> _Task details_:
From the entries below, return exactly the lines beginning at the one that contains "fn parameter_schema(&self) ->" and ending at the one that contains "let status = resp.status();", both of them included, and only those lines.

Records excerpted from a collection
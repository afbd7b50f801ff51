//! Exercises the protocol with a minimal provider that echoes the last user
//! message word by word, or asks for a tool when one is offered.

use std::collections::VecDeque;
use std::error::Error;
use std::fmt::{self, Display, Formatter};
use std::future::{poll_fn, ready};
use std::pin::Pin;
use std::task::{self, Poll, ready};
use std::time::Duration;

use scout_model::{
    ErrorKind, ModelFinishReason, ModelMessage, ModelProvider,
    ModelProviderError, ModelRequest, ModelResponse, ModelResponseEvent,
    ModelTool, ToolCallRequest,
};
use serde_json::json;
use tokio::time::{Sleep, sleep};

#[derive(Debug)]
struct EchoError(ErrorKind);

impl Display for EchoError {
    fn fmt(&self, f: &mut Formatter<'_>) -> fmt::Result {
        write!(f, "echo model failed: {}", self.0)
    }
}

impl Error for EchoError {}

impl ModelProviderError for EchoError {
    fn kind(&self) -> ErrorKind {
        self.0
    }
}

struct EchoResponse {
    events: VecDeque<ModelResponseEvent>,
    sleep: Option<Pin<Box<Sleep>>>,
}

impl ModelResponse for EchoResponse {
    type Error = EchoError;

    fn poll_next_event(
        self: Pin<&mut Self>,
        cx: &mut task::Context<'_>,
    ) -> Poll<Result<Option<ModelResponseEvent>, Self::Error>> {
        let this = self.get_mut();
        let sleep = this
            .sleep
            .get_or_insert_with(|| Box::pin(sleep(Duration::from_millis(1))));
        ready!(sleep.as_mut().poll(cx));
        this.sleep = None;
        Poll::Ready(Ok(this.events.pop_front()))
    }
}

struct EchoProvider;

impl ModelProvider for EchoProvider {
    type Error = EchoError;
    type Response = EchoResponse;

    fn send_request(
        &self,
        req: &ModelRequest,
    ) -> impl Future<Output = Result<Self::Response, Self::Error>> + Send + 'static
    {
        let last_user = req.messages.iter().rev().find_map(|msg| match msg {
            ModelMessage::User(text) => Some(text.clone()),
            _ => None,
        });
        let Some(text) = last_user else {
            return ready(Err(EchoError(ErrorKind::Other)));
        };

        let mut events = VecDeque::new();
        if let Some(tool) = req.tools.first() {
            events.push_back(ModelResponseEvent::ToolCall(ToolCallRequest {
                id: "call:0".to_owned(),
                name: tool.name.clone(),
                arguments: json!({ "query": text }),
            }));
            events.push_back(ModelResponseEvent::Completed(
                ModelFinishReason::ToolCalls,
            ));
        } else {
            let reply = format!("You said {text}");
            let mut words = reply.split(' ').peekable();
            while let Some(word) = words.next() {
                let delta = if words.peek().is_some() {
                    format!("{word} ")
                } else {
                    word.to_owned()
                };
                events.push_back(ModelResponseEvent::MessageDelta(delta));
            }
            let completed =
                ModelResponseEvent::Completed(ModelFinishReason::Stop);
            events.push_back(completed);
        }
        ready(Ok(EchoResponse {
            events,
            sleep: None,
        }))
    }
}

async fn drain(mut resp: EchoResponse) -> Vec<ModelResponseEvent> {
    let mut events = vec![];
    while let Some(event) =
        poll_fn(|cx| Pin::new(&mut resp).poll_next_event(cx))
            .await
            .unwrap()
    {
        events.push(event);
    }
    events
}

#[tokio::test]
async fn test_text_completion() {
    let req = ModelRequest {
        messages: vec![
            ModelMessage::System("Be brief.".to_owned()),
            ModelMessage::User("Good morning".to_owned()),
        ],
        ..Default::default()
    };
    let resp = EchoProvider.send_request(&req).await.unwrap();
    let events = drain(resp).await;

    let text: String = events
        .iter()
        .filter_map(|event| match event {
            ModelResponseEvent::MessageDelta(delta) => Some(delta.as_str()),
            _ => None,
        })
        .collect();
    assert_eq!(text, "You said Good morning");
    assert_eq!(
        events.last(),
        Some(&ModelResponseEvent::Completed(ModelFinishReason::Stop))
    );
}

#[tokio::test]
async fn test_tool_call_completion() {
    let req = ModelRequest {
        messages: vec![ModelMessage::User("rust news".to_owned())],
        tools: vec![ModelTool {
            name: "search".to_owned(),
            description: "Searches the web.".to_owned(),
            parameters: json!({ "type": "object" }),
        }],
        stop: vec![],
    };
    let resp = EchoProvider.send_request(&req).await.unwrap();
    let events = drain(resp).await;

    assert_eq!(events.len(), 2);
    let ModelResponseEvent::ToolCall(call) = &events[0] else {
        panic!("expected a tool call, got {:?}", events[0]);
    };
    assert_eq!(call.name, "search");
    assert_eq!(call.arguments, json!({ "query": "rust news" }));
}

#[tokio::test]
async fn test_error() {
    let req = ModelRequest::default();
    let err = EchoProvider.send_request(&req).await.err().unwrap();
    assert_eq!(err.kind(), ErrorKind::Other);
    assert!(!err.kind().is_transient());
}
use std::pin::Pin;
use std::task::{self, Poll};

use serde::{Deserialize, Serialize};
use serde_json::Value;

use crate::provider::ModelProviderError;

/// A response from the model provider.
///
/// A response is a stream of events. Streaming providers produce events as
/// the bytes arrive; buffered providers produce them all at once after the
/// reply is complete. Consumers cannot tell the difference.
pub trait ModelResponse: Sized + Send + 'static {
    /// The error type that may be returned by the provider.
    type Error: ModelProviderError;

    /// Attempts to pull out the next event from the response.
    ///
    /// # Return value
    ///
    /// There are several possible return values, each indicating a
    /// distinct response state:
    ///
    /// - `Poll::Pending` means that this response is still waiting for
    ///   the next event. Implementations will ensure that the current
    ///   task will be notified when the next event may be ready.
    /// - `Poll::Ready(Ok(Some(event)))` means the response has an event
    ///   to deliver, and may produce further events on subsequent
    ///   `poll_next_event` calls.
    /// - `Poll::Ready(Ok(None))` means the response has completed.
    /// - `Poll::Ready(Err(error))` means an error occurred while
    ///   processing the response.
    ///
    /// Calling this method after completion should always return `None`.
    fn poll_next_event(
        self: Pin<&mut Self>,
        cx: &mut task::Context<'_>,
    ) -> Poll<Result<Option<ModelResponseEvent>, Self::Error>>;
}

/// The reason why a model response has finished.
#[derive(Clone, Copy, Debug, PartialEq, Eq, Hash, Serialize, Deserialize)]
pub enum ModelFinishReason {
    /// The model needs to call a tool.
    ToolCalls,
    /// The model has finished generating text.
    Stop,
    /// The token limit was reached.
    Length,
}

/// Describes a tool call request from the model.
#[derive(Clone, Debug, PartialEq, Eq, Hash, Serialize, Deserialize)]
pub struct ToolCallRequest {
    /// The unique identifier for the tool call request.
    pub id: String,
    /// The name of the tool to call.
    pub name: String,
    /// The arguments to pass to the tool, as sent by the model.
    ///
    /// Arguments that were not valid JSON are kept as a string value.
    pub arguments: Value,
}

/// The event from a model response.
#[derive(Clone, Debug, PartialEq, Eq, Hash, Serialize, Deserialize)]
pub enum ModelResponseEvent {
    /// The response has been completed.
    Completed(ModelFinishReason),
    /// Received a message delta.
    MessageDelta(String),
    /// Received a tool call request.
    ToolCall(ToolCallRequest),
}
use std::sync::Arc;

use reqwest::Client;
use schemars::{JsonSchema, schema_for};
use scout_core::tool::{Error as ToolError, Tool, ToolResult};
use serde::{Deserialize, Serialize};
use serde_json::Value;

const TAVILY_ENDPOINT: &str = "https://api.tavily.com/search";

/// Input of [`TavilySearchTool`].
#[derive(Deserialize, JsonSchema)]
pub struct SearchParameters {
    #[schemars(description = "The search query.")]
    query: String,
    #[schemars(description = "How many results to return, at most.")]
    #[serde(default)]
    max_results: Option<u32>,
}

#[derive(Serialize)]
struct SearchRequest<'a> {
    query: &'a str,
    max_results: u32,
}

#[derive(Deserialize)]
struct SearchResponse {
    #[serde(default)]
    results: Vec<SearchResult>,
}

#[derive(Deserialize)]
struct SearchResult {
    url: String,
    #[serde(default)]
    content: String,
}

#[derive(Serialize)]
struct Snippet<'a> {
    url: &'a str,
    content: &'a str,
}

/// A tool for searching the web with the Tavily search API.
///
/// The output is a JSON array of `{url, content}` objects, one per
/// result.
#[derive(Clone)]
pub struct TavilySearchTool {
    client: Client,
    api_key: Arc<str>,
    endpoint: String,
    max_results: u32,
    parameter_schema: Value,
}

impl TavilySearchTool {
    /// Creates a new search tool with the given API key.
    #[inline]
    pub fn new(api_key: &str) -> Self {
        Self::with_client(Client::new(), api_key)
    }

    /// Creates a search tool that shares an existing HTTP client.
    pub fn with_client(client: Client, api_key: &str) -> Self {
        TavilySearchTool {
            client,
            api_key: Arc::from(api_key),
            endpoint: TAVILY_ENDPOINT.to_owned(),
            max_results: 3,
            parameter_schema: schema_for!(SearchParameters).to_value(),
        }
    }

    /// Sets how many results a search returns unless the model asks for
    /// fewer.
    #[inline]
    pub fn with_max_results(mut self, max_results: u32) -> Self {
        self.max_results = max_results.max(1);
        self
    }

    /// Sets a custom search endpoint.
    #[inline]
    pub fn with_endpoint<S: Into<String>>(mut self, endpoint: S) -> Self {
        self.endpoint = endpoint.into();
        self
    }
}

impl Tool for TavilySearchTool {
    type Input = SearchParameters;

    fn name(&self) -> &str {
        "search"
    }

    fn description(&self) -> &str {
        "A search engine optimized for comprehensive, accurate, and trusted \
         results. Useful for when you need to answer questions about current \
         events. Input should be a search query."
    }

    fn parameter_schema(&self) -> &Value {
        &self.parameter_schema
    }

    fn input_from_text(
        &self,
        text: &str,
    ) -> Result<SearchParameters, ToolError> {
        Ok(SearchParameters {
            query: text.trim().to_owned(),
            max_results: None,
        })
    }

    fn execute(
        &self,
        input: SearchParameters,
    ) -> impl Future<Output = ToolResult> + Send + 'static {
        let client = self.client.clone();
        let api_key = Arc::clone(&self.api_key);
        let endpoint = self.endpoint.clone();
        let max_results = input
            .max_results
            .map_or(self.max_results, |n| n.clamp(1, self.max_results));
        async move {
            let query = input.query.trim();
            if query.is_empty() {
                return Err(ToolError::invalid_input()
                    .with_reason("the search query is empty"));
            }
            debug!("searching for {query:?}");

            let resp = client
                .post(&endpoint)
                .bearer_auth(&api_key)
                .json(&SearchRequest { query, max_results })
                .send()
                .await
                .map_err(|err| {
                    ToolError::execution_error()
                        .with_reason(format!("search request failed: {err}"))
                })?;

            let status = resp.status();
            if !status.is_success() {
                let body = resp.text().await.unwrap_or_default();
                warn!("search service returned {status}: {body}");
                return Err(ToolError::execution_error().with_reason(format!(
                    "search service returned {status}: {}",
                    body.trim()
                )));
            }

            let resp: SearchResponse = resp.json().await.map_err(|err| {
                ToolError::execution_error()
                    .with_reason(format!("invalid search response: {err}"))
            })?;
            format_results(query, &resp.results)
        }
    }
}

fn format_results(query: &str, results: &[SearchResult]) -> ToolResult {
    if results.is_empty() {
        return Ok(format!("No results found for: {query}"));
    }
    let snippets: Vec<_> = results
        .iter()
        .map(|result| Snippet {
            url: &result.url,
            content: &result.content,
        })
        .collect();
    serde_json::to_string(&snippets).map_err(|err| {
        ToolError::execution_error().with_reason(format!("{err}"))
    })
}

> _Written answer_:
    fn parameter_schema(&self) -> &Value {
        &self.parameter_schema
    }

    fn input_from_text(
        &self,
        text: &str,
    ) -> Result<SearchParameters, ToolError> {
        Ok(SearchParameters {
            query: text.trim().to_owned(),
            max_results: None,
        })
    }

    fn execute(
        &self,
        input: SearchParameters,
    ) -> impl Future<Output = ToolResult> + Send + 'static {
        let client = self.client.clone();
        let api_key = Arc::clone(&self.api_key);
        let endpoint = self.endpoint.clone();
        let max_results = input
            .max_results
            .map_or(self.max_results, |n| n.clamp(1, self.max_results));
        async move {
            let query = input.query.trim();
            if query.is_empty() {
                return Err(ToolError::invalid_input()
                    .with_reason("the search query is empty"));
            }
            debug!("searching for {query:?}");

            let resp = client
                .post(&endpoint)
                .bearer_auth(&api_key)
                .json(&SearchRequest { query, max_results })
                .send()
                .await
                .map_err(|err| {
                    ToolError::execution_error()
                        .with_reason(format!("search request failed: {err}"))
                })?;

            let status = resp.status();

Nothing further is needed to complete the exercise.